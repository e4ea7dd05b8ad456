use std::sync::Arc;
use std::time::Duration;

use axum::body::Body;
use axum::http::{Request, StatusCode};
use axum::Router;
use models::{AuthResult, Credential, FailureReason, Role, RouteTable};
use serde_json::{json, Value};
use service::auth::domain::LoginRequest;
use service::auth::{AuthCollaborator, HttpAuthCollaborator, Resolution, ResolverConfig, SessionResolver};
use service::storage::SessionStore;
use tower::ServiceExt;

use server::accounts::AccountDirectory;
use server::routes::{self, auth};
use server::tokens::TokenIssuer;

const PASSWORD: &str = "S3curePass!";

fn cors() -> tower_http::cors::CorsLayer {
    tower_http::cors::CorsLayer::very_permissive()
}

async fn build_state() -> anyhow::Result<auth::ServerState> {
    let path = std::env::temp_dir().join(format!("auth_flow_accounts_{}.json", uuid::Uuid::new_v4()));
    let accounts = AccountDirectory::open(&path).await?;
    accounts.seed_account("pat@h.com", PASSWORD, Role::Patient, "Pat Patient").await?;
    accounts.seed_account("dr@h.com", PASSWORD, Role::Doctor, "Dr. Dee").await?;
    Ok(auth::ServerState { accounts, tokens: TokenIssuer::new("test-secret") })
}

async fn build_app() -> anyhow::Result<Router> {
    Ok(routes::build_router(build_state().await?, cors()))
}

fn login_request(identifier: &str, secret: &str) -> anyhow::Result<Request<Body>> {
    Ok(Request::builder()
        .method("POST")
        .uri("/auth/login")
        .header("content-type", "application/json")
        .body(Body::from(serde_json::to_vec(&json!({"identifier": identifier, "secret": secret}))?))?)
}

async fn body_json(resp: axum::response::Response) -> anyhow::Result<Value> {
    let bytes = axum::body::to_bytes(resp.into_body(), 64 * 1024).await?;
    Ok(serde_json::from_slice(&bytes)?)
}

/// Serve the demo router on an ephemeral port; returns its base URL.
async fn spawn_server() -> anyhow::Result<(String, tokio::task::JoinHandle<()>)> {
    let app = build_app().await?;
    let listener = tokio::net::TcpListener::bind("127.0.0.1:0").await?;
    let addr = listener.local_addr()?;
    let handle = tokio::spawn(async move {
        let _ = axum::serve(listener, app).await;
    });
    Ok((format!("http://{addr}"), handle))
}

async fn resolver_for(base_url: &str) -> anyhow::Result<SessionResolver<HttpAuthCollaborator>> {
    let path = std::env::temp_dir().join(format!("auth_flow_session_{}.json", uuid::Uuid::new_v4()));
    let store = SessionStore::init(&path).await?;
    let http = Arc::new(HttpAuthCollaborator::new(base_url, Duration::from_secs(5))?);
    Ok(SessionResolver::new(http, store, Arc::new(RouteTable::default()), ResolverConfig::default()))
}

#[tokio::test]
async fn login_then_session_lookup() -> anyhow::Result<()> {
    let app = build_app().await?;

    let resp = app.clone().oneshot(login_request("Dr@H.com", PASSWORD)?).await?;
    assert_eq!(resp.status(), StatusCode::OK);
    let body = body_json(resp).await?;
    assert_eq!(body["user"]["role"], "doctor");
    assert_eq!(body["user"]["display_name"], "Dr. Dee");
    let token = body["token"].as_str().expect("token").to_string();

    let req = Request::builder()
        .uri("/auth/session")
        .header("authorization", format!("Bearer {token}"))
        .body(Body::empty())?;
    let resp = app.clone().oneshot(req).await?;
    assert_eq!(resp.status(), StatusCode::OK);
    assert_eq!(body_json(resp).await?["role"], "doctor");
    Ok(())
}

#[tokio::test]
async fn login_failures_map_to_status_codes() -> anyhow::Result<()> {
    let app = build_app().await?;

    let resp = app.clone().oneshot(login_request("dr@h.com", "wrong-password")?).await?;
    assert_eq!(resp.status(), StatusCode::UNAUTHORIZED);
    assert_eq!(body_json(resp).await?["error"], "invalid credentials");

    let resp = app.clone().oneshot(login_request("", "x")?).await?;
    assert_eq!(resp.status(), StatusCode::BAD_REQUEST);

    let req = Request::builder().uri("/auth/session").body(Body::empty())?;
    let resp = app.clone().oneshot(req).await?;
    assert_eq!(resp.status(), StatusCode::UNAUTHORIZED);

    let req = Request::builder().uri("/auth/session").header("authorization", "Bearer not-a-jwt").body(Body::empty())?;
    let resp = app.clone().oneshot(req).await?;
    assert_eq!(resp.status(), StatusCode::UNAUTHORIZED);
    Ok(())
}

#[tokio::test]
async fn health_endpoint() -> anyhow::Result<()> {
    let app = build_app().await?;
    let resp = app.oneshot(Request::builder().uri("/health").body(Body::empty())?).await?;
    assert_eq!(resp.status(), StatusCode::OK);
    assert_eq!(body_json(resp).await?["status"], "ok");
    Ok(())
}

#[tokio::test]
async fn http_collaborator_against_live_server() -> anyhow::Result<()> {
    let (base, handle) = spawn_server().await?;
    let http = HttpAuthCollaborator::new(base.as_str(), Duration::from_secs(5))?;

    let resp = http.verify(&LoginRequest { identifier: "pat@h.com".into(), secret: PASSWORD.into() }).await?;
    assert_eq!(resp.user.role, "patient");
    let user = http.validate_token(&resp.token).await?;
    assert_eq!(user, resp.user);

    let err = http.verify(&LoginRequest { identifier: "pat@h.com".into(), secret: "nope".into() }).await.unwrap_err();
    assert!(!err.is_transient());
    let err = http.validate_token("garbage").await.unwrap_err();
    assert!(!err.is_transient());

    handle.abort();
    Ok(())
}

#[tokio::test]
async fn resolver_end_to_end() -> anyhow::Result<()> {
    let (base, handle) = spawn_server().await?;
    let resolver = resolver_for(&base).await?;

    let res = resolver.resolve(Credential::new(Role::Doctor, "pat@h.com", PASSWORD)).await;
    assert_eq!(res, Resolution::Settled(AuthResult::failure(FailureReason::RoleMismatch)));
    assert!(resolver.store().current().is_none());

    let res = resolver.resolve(Credential::new(Role::Doctor, "dr@h.com", "wrong")).await;
    assert_eq!(res.into_result().and_then(|r| r.failure_reason()), Some(FailureReason::InvalidCredentials));

    let res = resolver.resolve(Credential::new(Role::Doctor, "dr@h.com", PASSWORD)).await;
    let Some(AuthResult::Success { session, landing_route }) = res.into_result() else { panic!("doctor login failed") };
    assert_eq!(session.role, Role::Doctor);
    assert_eq!(landing_route, "/doctor/dashboard");

    handle.abort();
    Ok(())
}

#[tokio::test]
async fn resolver_reports_unreachable_service() -> anyhow::Result<()> {
    // grab a free port, then close it again
    let listener = tokio::net::TcpListener::bind("127.0.0.1:0").await?;
    let base = format!("http://{}", listener.local_addr()?);
    drop(listener);

    let resolver = resolver_for(&base).await?;
    let res = resolver.resolve(Credential::new(Role::Patient, "pat@h.com", PASSWORD)).await;
    assert_eq!(res.into_result().and_then(|r| r.failure_reason()), Some(FailureReason::ServiceUnavailable));
    assert!(resolver.store().current().is_none());
    Ok(())
}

◆ **WHAT NEEDS TO BE DONE**:
Which lines of the records contain "Resolution"? Show each of them.

◆ **RESPONSE AREA**:
use service::auth::{AuthCollaborator, HttpAuthCollaborator, Resolution, ResolverConfig, SessionResolver};
    assert_eq!(res, Resolution::Settled(AuthResult::failure(FailureReason::RoleMismatch)));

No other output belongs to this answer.